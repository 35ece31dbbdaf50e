//! # uctrl-console
//!
//! Line-oriented command interpreter for a microcontroller serial port.
//!
//! ## Architecture
//!
//! Bytes arrive on the [`Console`], which edits them into a line. Each
//! complete line goes to the [`Dispatcher`], which tokenizes it, looks the
//! command up in the static [`REGISTRY`] and runs it. Commands reach the
//! board only through the [`Hardware`] trait:
//! - `gpio`, `led`, `pwm`: digital and PWM pins
//! - `temp`: Si7021 humidity/temperature sensor
//! - `help`, `exit`: console control
//!
//! Single-threaded, no heap, no locks.

#![cfg_attr(not(test), no_std)]

pub mod config;
pub mod console;
pub mod hal;

pub use config::{BOARD, CONSOLE};
pub use console::{Command, Console, ConsoleError, Dispatcher, Flow, REGISTRY};
pub use hal::{Hardware, Level, SimBoard};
_ _ _
§ **EXERCISE REQUIREMENTS**:
Everything from the line with "a line. Each" down to the last line of the data above should be returned exactly, with both ends kept and nothing added.

§ **PROBLEM SOLUTION**:
//! Bytes arrive on the [`Console`], which edits them into a line. Each
//! complete line goes to the [`Dispatcher`], which tokenizes it, looks the
//! command up in the static [`REGISTRY`] and runs it. Commands reach the
//! board only through the [`Hardware`] trait:
//! - `gpio`, `led`, `pwm`: digital and PWM pins
//! - `temp`: Si7021 humidity/temperature sensor
//! - `help`, `exit`: console control
//!
//! Single-threaded, no heap, no locks.

#![cfg_attr(not(test), no_std)]

pub mod config;
pub mod console;
pub mod hal;

pub use config::{BOARD, CONSOLE};
pub use console::{Command, Console, ConsoleError, Dispatcher, Flow, REGISTRY};
pub use hal::{Hardware, Level, SimBoard};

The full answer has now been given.